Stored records
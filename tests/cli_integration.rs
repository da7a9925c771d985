//! CLI-surface integration tests: option validation, the ignore cascade
//! reachable through path expansion, and malformed checksum-line handling
//! under `--strict`/`--warn`.

use std::fs;
use std::path::{Path, PathBuf};
use std::sync::atomic::{AtomicUsize, Ordering};

use iscc_sum::cli::args::Cli;
use iscc_sum::cli::generate::{self, GenerateOptions};
use iscc_sum::cli::path_expand;
use iscc_sum::cli::verify::{self, VerifyOptions};
use iscc_sum::error::RunSummary;

static COUNTER: AtomicUsize = AtomicUsize::new(0);

fn tempdir() -> PathBuf {
    let dir = std::env::temp_dir().join(format!(
        "iscc-sum-cli-{}-{}",
        std::process::id(),
        COUNTER.fetch_add(1, Ordering::Relaxed)
    ));
    fs::create_dir_all(&dir).unwrap();
    dir
}

fn write(path: &Path, contents: &str) {
    fs::create_dir_all(path.parent().unwrap()).unwrap();
    fs::write(path, contents).unwrap();
}

fn base_cli() -> Cli {
    Cli {
        paths: Vec::new(),
        check: false,
        tag: false,
        zero: false,
        narrow: false,
        units: false,
        similar: false,
        threshold: 12,
        tree: false,
        quiet: false,
        status: false,
        warn: false,
        strict: false,
        output: None,
    }
}

#[test]
fn similar_and_check_conflict_is_rejected() {
    let mut cli = base_cli();
    cli.similar = true;
    cli.check = true;
    assert!(cli.validate().is_err());
}

#[test]
fn tree_with_multiple_paths_is_rejected() {
    let mut cli = base_cli();
    cli.tree = true;
    cli.paths = vec![PathBuf::from("a"), PathBuf::from("b")];
    assert!(cli.validate().is_err());
}

#[test]
fn tree_on_a_plain_file_is_rejected() {
    let dir = tempdir();
    let file = dir.join("leaf.txt");
    write(&file, "x");

    let mut cli = base_cli();
    cli.tree = true;
    cli.paths = vec![file];
    assert!(cli.validate().is_err());

    fs::remove_dir_all(&dir).ok();
}

#[test]
fn plain_generation_with_no_conflicts_validates() {
    let cli = base_cli();
    assert!(cli.validate().is_ok());
}

// The ignore cascade, exercised through path expansion rather than the
// raw treewalk (already covered at that layer in treewalk::walk's tests).
#[test]
fn generation_skips_ignored_files_via_path_expansion() {
    let dir = tempdir();
    write(&dir.join(".isccignore"), "build/\n");
    write(&dir.join("build/keep.bin"), "keep");
    write(&dir.join("build/drop.bin"), "drop");
    write(&dir.join("build/.isccignore"), "!keep.bin\n");

    let inputs = path_expand::expand(&[dir.clone()], false, false).unwrap();
    let mut summary = RunSummary::default();
    let opts = GenerateOptions { tag: false, zero: false, narrow: true, units: false };
    let records = generate::collect(inputs, &opts, &mut summary);

    let displays: Vec<&str> = records.iter().map(|r| r.display.as_str()).collect();
    assert!(displays.iter().any(|d| d.ends_with("keep.bin")));
    assert!(!displays.iter().any(|d| d.ends_with("drop.bin")));

    fs::remove_dir_all(&dir).ok();
}

#[test]
fn malformed_checksum_line_is_fatal_under_strict_and_skipped_otherwise() {
    let dir = tempdir();
    let checksum_path = dir.join("checksums.txt");
    fs::write(&checksum_path, "not a checksum line at all\n").unwrap();

    let mut out = Vec::new();
    let mut summary = RunSummary::default();
    let lenient = VerifyOptions { quiet: false, status: false, warn_unparsable: false, strict: false };
    verify::run(&[checksum_path.clone()], &lenient, &mut out, &mut summary).unwrap();
    assert!(out.is_empty());
    assert_eq!(summary.exit_code(), 0);

    let mut strict_summary = RunSummary::default();
    let strict = VerifyOptions { quiet: false, status: false, warn_unparsable: false, strict: true };
    let result = verify::run(&[checksum_path], &strict, &mut Vec::new(), &mut strict_summary);
    assert!(result.is_err());

    fs::remove_dir_all(&dir).ok();
}
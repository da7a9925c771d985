//! Feature hasher: reduces one chunk's bytes to a 32-bit feature that is
//! the sole input fed to the MinHash sketch for that chunk.
//!
//! xxHash32 itself is an external primitive like BLAKE3. This module is
//! the thin, streaming-friendly wrapper around `twox-hash`'s implementation,
//! seeded at 0.

use std::hash::Hasher;
use twox_hash::XxHash32;

/// Streaming xxHash32 (seed 0) accumulator for a single chunk's bytes.
///
/// Kept as a live `Hasher` across `write` calls rather than buffering the
/// chunk's bytes, so chunk features cost O(1) extra memory regardless of
/// chunk size.
pub struct FeatureHasher(XxHash32);

impl FeatureHasher {
    pub fn new() -> Self {
        Self(XxHash32::with_seed(0))
    }

    #[inline]
    pub fn write(&mut self, bytes: &[u8]) {
        self.0.write(bytes);
    }

    /// Consume the hasher and return the chunk's 32-bit feature.
    pub fn finish(self) -> u32 {
        self.0.finish() as u32
    }
}

impl Default for FeatureHasher {
    fn default() -> Self {
        Self::new()
    }
}

/// One-shot helper used by tests and the similarity fixtures.
pub fn feature_hash(bytes: &[u8]) -> u32 {
    let mut h = FeatureHasher::new();
    h.write(bytes);
    h.finish()
}
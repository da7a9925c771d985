//! Command-line grammar: a closed, externally observable option set.

use std::path::PathBuf;

use clap::Parser;

use crate::error::CliError;

/// Compute or verify ISCC-SUM content identifiers.
#[derive(Clone, Parser)]
#[command(name = "iscc-sum", version, about = "Compute or verify ISCC-SUM content identifiers.")]
pub struct Cli {
    /// File or directory to process. Omit to read a single stream from
    /// standard input, displayed as `-`.
    #[arg(value_name = "PATH")]
    pub paths: Vec<PathBuf>,

    /// Read each PATH as a checksum list and verify the referenced targets.
    #[arg(short = 'c', long)]
    pub check: bool,

    /// Emit BSD-style lines (`ISCC (<path>) = <iscc>`) instead of the
    /// default `<iscc> *<path>` form.
    #[arg(long)]
    pub tag: bool,

    /// Terminate each output record with a NUL byte instead of a newline.
    #[arg(short = 'z', long)]
    pub zero: bool,

    /// Use the 128-bit (ISO-narrow) body; default is 256-bit wide.
    #[arg(long)]
    pub narrow: bool,

    /// After each main line, emit the standalone Data-Code and
    /// Instance-Code units as two indented lines.
    #[arg(long)]
    pub units: bool,

    /// Run similarity clustering over the given inputs; mutually exclusive
    /// with `--check`.
    #[arg(long)]
    pub similar: bool,

    /// Hamming-distance cutoff for `--similar`.
    #[arg(long, value_name = "N", default_value_t = 12)]
    pub threshold: u32,

    /// Treat a single directory argument as one logical object; emit one
    /// line with a path ending in `/`.
    #[arg(short = 't', long)]
    pub tree: bool,

    /// Verification: suppress per-file `OK` lines.
    #[arg(short = 'q', long)]
    pub quiet: bool,

    /// Verification: emit nothing; exit code alone carries the result.
    #[arg(long)]
    pub status: bool,

    /// Verification: warn on unparsable lines.
    #[arg(short = 'w', long)]
    pub warn: bool,

    /// Verification: unparsable lines are fatal.
    #[arg(long)]
    pub strict: bool,

    /// Write output to PATH (binary, UTF-8, LF) instead of standard output.
    #[arg(short = 'o', value_name = "PATH")]
    pub output: Option<PathBuf>,
}

impl Cli {
    /// Option-conflict checks: fatal with a usage message, exit 2.
    pub fn validate(&self) -> Result<(), CliError> {
        if self.similar && self.check {
            return Err(CliError::OptionConflict(
                "--similar cannot be combined with --check".to_string(),
            ));
        }
        if self.tree {
            if self.paths.len() > 1 {
                return Err(CliError::OptionConflict(
                    "--tree requires a single directory argument".to_string(),
                ));
            }
            if let Some(path) = self.paths.first()
                && path.is_file()
            {
                return Err(CliError::OptionConflict(format!(
                    "--tree requires a directory, {} is a file",
                    path.display()
                )));
            }
        }
        Ok(())
    }
}
use crate::rrt::goal::Goal;
use crate::rrt::path::PathGeometric;
use crate::rrt::space::StateSpace;
use crate::rrt::state::RealVectorState;
use crate::rrt::validity_checker::ValidityChecker;
use num_traits::Float;
use serde::Serialize;
use std::cmp::Ordering;

/// A solution path registered by a planner.
#[derive(Clone, Debug, Serialize)]
pub struct PlannerSolution<F: Float, const N: usize> {
    pub path: PathGeometric<F, N>,
    /// True if the path does not reach the goal.
    pub approximate: bool,
    /// Distance from the end of the path to the goal.
    pub difference: F,
    pub planner_name: String,
    /// Length of `path` under the state space's distance function.
    pub length: F,
}

impl<F: Float, const N: usize> PlannerSolution<F, N> {
    // Exact before approximate, then closer to the goal, then shorter.
    fn ranking(&self, other: &Self) -> Ordering {
        self.approximate
            .cmp(&other.approximate)
            .then_with(|| {
                self.difference
                    .partial_cmp(&other.difference)
                    .unwrap_or(Ordering::Equal)
            })
            .then_with(|| {
                self.length
                    .partial_cmp(&other.length)
                    .unwrap_or(Ordering::Equal)
            })
    }
}

/// Start states, goal and registered solutions of one planning query.
pub struct ProblemDefinition<F: Float, const N: usize> {
    start_states: Vec<RealVectorState<F, N>>,
    goal: Box<dyn Goal<F, N>>,
    solutions: Vec<PlannerSolution<F, N>>,
}

impl<F: Float, const N: usize> ProblemDefinition<F, N> {
    pub fn new(goal: Box<dyn Goal<F, N>>) -> Self {
        Self {
            start_states: Vec::new(),
            goal,
            solutions: Vec::new(),
        }
    }

    /// Convenience constructor for a single start state.
    pub fn with_start(start: RealVectorState<F, N>, goal: Box<dyn Goal<F, N>>) -> Self {
        let mut problem = Self::new(goal);
        problem.add_start_state(start);
        problem
    }

    pub fn add_start_state(&mut self, state: RealVectorState<F, N>) {
        self.start_states.push(state);
    }

    pub fn start_states(&self) -> &[RealVectorState<F, N>] {
        &self.start_states
    }

    pub fn goal(&self) -> &dyn Goal<F, N> {
        self.goal.as_ref()
    }

    pub fn set_goal(&mut self, goal: Box<dyn Goal<F, N>>) {
        self.goal = goal;
    }

    /// Registers a solution, keeping the list ordered best first.
    pub fn add_solution_path(&mut self, solution: PlannerSolution<F, N>) {
        let position = self
            .solutions
            .iter()
            .position(|existing| solution.ranking(existing) == Ordering::Less)
            .unwrap_or(self.solutions.len());
        self.solutions.insert(position, solution);
    }

    /// The best registered solution.
    pub fn solution(&self) -> Option<&PlannerSolution<F, N>> {
        self.solutions.first()
    }

    /// The path of the best registered solution.
    pub fn solution_path(&self) -> Option<&PathGeometric<F, N>> {
        self.solution().map(|s| &s.path)
    }

    pub fn solutions(&self) -> &[PlannerSolution<F, N>] {
        &self.solutions
    }

    pub fn has_solution(&self) -> bool {
        !self.solutions.is_empty()
    }

    pub fn has_exact_solution(&self) -> bool {
        self.solutions.iter().any(|s| !s.approximate)
    }

    /// True if solutions exist but none of them is exact.
    pub fn has_approximate_solution(&self) -> bool {
        self.has_solution() && !self.has_exact_solution()
    }

    pub fn clear_solution_paths(&mut self) {
        self.solutions.clear();
    }
}

/// Hands out the start states of a problem to a planner, each at most once.
#[derive(Debug, Default, Clone)]
pub struct PlannerInputStates {
    next_start: usize,
}

impl PlannerInputStates {
    pub fn new() -> Self {
        Self::default()
    }

    /// Returns the next usable start state, or None once every start has been consumed.
    /// Starts outside the space bounds or rejected by the validity checker are skipped.
    pub fn next_start<F: Float, const N: usize>(
        &mut self,
        problem: &ProblemDefinition<F, N>,
        space: &dyn StateSpace<F, N>,
        validity_checker: &dyn ValidityChecker<F, N>,
    ) -> Option<RealVectorState<F, N>> {
        while let Some(start) = problem.start_states().get(self.next_start) {
            let index = self.next_start;
            self.next_start += 1;
            if !space.satisfies_bounds(start) {
                tracing::warn!(index, "Skipping start state outside the state space bounds");
                continue;
            }
            if !validity_checker.is_state_valid(start) {
                tracing::warn!(index, "Skipping invalid start state");
                continue;
            }
            return Some(*start);
        }
        None
    }

    /// Makes every start state available again.
    pub fn restart(&mut self) {
        self.next_start = 0;
    }
}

§ Task goal
Pull every line with the string "Ordering" from the data above.

§ Answer to this problem
use std::sync::atomic::{AtomicUsize, Ordering};
        COUNTER.fetch_add(1, Ordering::Relaxed)
use std::cmp::Ordering;
    fn ranking(&self, other: &Self) -> Ordering {
                    .unwrap_or(Ordering::Equal)
                    .unwrap_or(Ordering::Equal)
            .position(|existing| solution.ranking(existing) == Ordering::Less)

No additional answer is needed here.